Sprints

PYDATA GLOBAL IS HOSTING MULTIPLE SPRINTS FOR OPEN SOURCE PROJECTS. EACH SPRINT WILL HAVE A PROJECT MAINTAINER LEADING THE SPRINT TO HELP GUIDE THE CONTRIBUTORS THROUGHOUT THE SESSION.

What are Sprints?

Development sprints offer an opportunity to enhance and contribute to open source projects in a focused session with the project maintainers. It is a fun exercise that helps open source projects to improve with the help of the open source community.

Who can participate?

ALL experience levels are welcome to participate. Contribution guides and environment setup instructions are provided with each sprint.

Sprints Schedule

You can access the schedule of the sprints using this link.

The duration of each sprint is 4 hours unless stated otherwise.

Communication Channels

Discord
Every sprint will have its own channel on discord. Contributors should enroll in those discord channels to receive the list of issues to work on and have a space to discuss their progress with the maintainers.

Zoom
During the sprint, there will be a dedicated zoom call for that sprint which will be used for sprint introduction. Participants will be divided into breakout rooms where a maintainer will come over to support attendees when needed.

Before the Sprint
It is crucial to read the documentation and environment set up instructions to have a productive sprint. If you’re facing any issues in setting up your environment, please use slack to ask for support in setting up the environment before the sprint begins.

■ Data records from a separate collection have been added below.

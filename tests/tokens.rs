use mu_lang::interpreter::{
    lexer::Lexer,
    token::{Token, TokenKind},
};
use pretty_assertions::assert_eq;

fn kinds(source: &str) -> Vec<TokenKind> {
    Lexer::new(source).tokenize_all()
                      .unwrap_or_else(|e| panic!("Lexing failed: {e}"))
                      .into_iter()
                      .map(|t| t.kind)
                      .collect()
}

fn tokens(source: &str) -> Vec<Token> {
    Lexer::new(source).tokenize_all()
                      .unwrap_or_else(|e| panic!("Lexing failed: {e}"))
}

#[test]
fn call_expression_token_stream() {
    assert_eq!(kinds("println(2 + 3 * 4);"),
               vec![TokenKind::Identifier("println".to_string()),
                    TokenKind::Punctuation('('),
                    TokenKind::Number(2.0),
                    TokenKind::Operator("+".to_string()),
                    TokenKind::Number(3.0),
                    TokenKind::Operator("*".to_string()),
                    TokenKind::Number(4.0),
                    TokenKind::Punctuation(')'),
                    TokenKind::Punctuation(';')]);
}

#[test]
fn spans_cover_the_source_without_overlap() {
    let source = "x = 1; # set it\nprintln(\"a\\\"b\", x <= 2);\u{00A0}y";
    let tokens = tokens(source);

    let mut pos = 0;
    for token in &tokens {
        // Monotonically non-decreasing, non-overlapping intervals.
        assert!(token.span.start >= pos,
                "span {:?} overlaps the previous token", token.span);
        assert!(token.span.end > token.span.start || token.kind == TokenKind::EndOfInput);

        // Whatever the lexer skipped between tokens is whitespace or comment.
        let gap = &source[pos..token.span.start];
        assert!(gap.chars()
                   .next()
                   .is_none_or(|ch| matches!(ch, ' ' | '\n' | '\t' | '\u{00A0}' | '#')),
                "unexpected gap {gap:?}");

        pos = token.span.end;
    }

    // Re-inserting the skipped gaps reconstructs the source exactly.
    let mut rebuilt = String::new();
    let mut cursor = 0;
    for token in &tokens {
        rebuilt.push_str(&source[cursor..token.span.start]);
        rebuilt.push_str(token.span.text(source));
        cursor = token.span.end;
    }
    rebuilt.push_str(&source[cursor..]);
    assert_eq!(rebuilt, source);
}

#[test]
fn peek_caches_a_single_token() {
    let mut lexer = Lexer::new("a + b");

    let peeked = lexer.peek().unwrap().clone();
    assert_eq!(lexer.peek().unwrap().clone(), peeked);
    assert_eq!(lexer.next().unwrap(), peeked);

    assert_eq!(lexer.next().unwrap().kind, TokenKind::Operator("+".to_string()));
    assert!(!lexer.at_end().unwrap());
    assert_eq!(lexer.next().unwrap().kind, TokenKind::Identifier("b".to_string()));
    assert!(lexer.at_end().unwrap());
    // The stream keeps yielding the end-of-input token once drained.
    assert_eq!(lexer.next().unwrap().kind, TokenKind::EndOfInput);
    assert_eq!(lexer.next().unwrap().kind, TokenKind::EndOfInput);
}

#[test]
fn string_values_keep_escape_pairs_and_drop_quotes() {
    let source = r#""a\"b""#;
    let tokens = tokens(source);
    assert_eq!(tokens.len(), 1);
    assert_eq!(tokens[0].kind, TokenKind::Str(r#"a\"b"#.to_string()));
    // The span still covers the whole literal, quotes included.
    assert_eq!(tokens[0].span.text(source), source);
}

#[test]
fn unterminated_strings_end_at_the_input() {
    assert_eq!(kinds("\"abc"), vec![TokenKind::Str("abc".to_string())]);
}

#[test]
fn numbers_take_at_most_one_dot() {
    assert_eq!(kinds("3.14"), vec![TokenKind::Number(3.14)]);

    // The scan stops at the second dot instead of erroring; the stray dot
    // itself is then an unrecognized character.
    let mut lexer = Lexer::new("12.34.5");
    assert_eq!(lexer.next().unwrap().kind, TokenKind::Number(12.34));
    let err = lexer.next().expect_err("the stray dot is not lexable");
    assert_eq!(err.to_string(),
               "Error on line 1, column 6: can't handle character '.'.");
}

#[test]
fn keywords_are_reclassified_identifiers() {
    assert_eq!(kinds("if iffy λ lambdaish"),
               vec![TokenKind::Keyword("if".to_string()),
                    TokenKind::Identifier("iffy".to_string()),
                    TokenKind::Keyword("λ".to_string()),
                    TokenKind::Identifier("lambdaish".to_string())]);
}

#[test]
fn operator_runs_are_greedy() {
    assert_eq!(kinds("1<=2"),
               vec![TokenKind::Number(1.0),
                    TokenKind::Operator("<=".to_string()),
                    TokenKind::Number(2.0)]);
    // Maximal munch: adjacent operator characters fuse into one token.
    assert_eq!(kinds("a ==! b"),
               vec![TokenKind::Identifier("a".to_string()),
                    TokenKind::Operator("==!".to_string()),
                    TokenKind::Identifier("b".to_string())]);
}

#[test]
fn comments_run_to_end_of_line() {
    assert_eq!(kinds("1 # the rest; of this line\n2"),
               vec![TokenKind::Number(1.0), TokenKind::Number(2.0)]);
    // A comment on the last line ends at the input.
    assert_eq!(kinds("1 # trailing"), vec![TokenKind::Number(1.0)]);
}

#[test]
fn tokens_carry_their_source_line() {
    let tokens = tokens("a\n b\n\n  c");
    let lines: Vec<usize> = tokens.iter().map(|t| t.line).collect();
    assert_eq!(lines, vec![1, 2, 4]);
}

#[test]
fn unrecognized_characters_fail_with_line_and_column() {
    let err = Lexer::new("x = 1;\n  @").tokenize_all()
                                       .expect_err("'@' is not in the language");
    assert_eq!(err.to_string(),
               "Error on line 2, column 3: can't handle character '@'.");
}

Which Projects are Sprinting?

In PyData Global 2022, 8 projects will have separate sprint sessions with some of its awesome project core developers and maintainers!

Time and place

December 1 | 1pm – 5pm UTC (2pm Budapest CET)

The sprint is held on Zoom at https://us05web.zoom.us/j/87264629924?pwd=NFJ6K09XMkRkV2xWWE9RY2x4czJ3dz09.

About Vizzu & ipyvizzu

We built a data viz engine that – as Elijah Meeks put it – provides the most complete form of animating between chart forms. We embedded it into open-source charting tools and built data stories that gathered 40+ million views and 200k+ upvotes on Reddit.

Our products work similarly to other charting solutions, but when you create a set of charts with Vizzu, it automatically animates between them. We have an open-source Javascript library called vizzu-lib and ipyvizzu, a Jupyter notebook package for Python developers and data scientists. Both solutions have automatic data aggregation and filtering capabilities, defaults are set based on dataviz guidelines.

In July 2022 we added a storytelling extension to ipyvizzu called ipyvizzu-story that enables users to build, present and share animated data stories in Jupyter and similar computational notebooks.

This sprint will focus on creating new sample stories, color schemes, e.g., dark and accessible themes, and documentation improvements. We work hard to make this a fun experience for all contributors.

Maintainers leading the sprint:

Simon – Github, LinkedIn

Simon wrote most of the code used in our data viz engine and our Javascript library. He is a big believer in open-source with 15+ year of developer and software architecture experience under his belt.

Peter – Github, LinkedIn

Peter created most of the documentation for ipyvizzu and the JS library and built many examples and public stories with the Vizzu tools. He loves assisting people experimenting with our animated charting tools. 

Important Links

When:

December 1, Thursday 2PM – 7:00PM UTC
December 2, Friday 3:00PM – 7:00PM UTC
December 3, Saturday: 1:00PM – 5:00PM UTC

About

Matplotlib is a comprehensive library for creating static, animated, and interactive visualizations in Python. Matplotlib makes easy things easy and hard things possible.

Communication Channel: https://gitter.im/matplotlib/matplotlib

Time and place: Please say hello on gitter first! 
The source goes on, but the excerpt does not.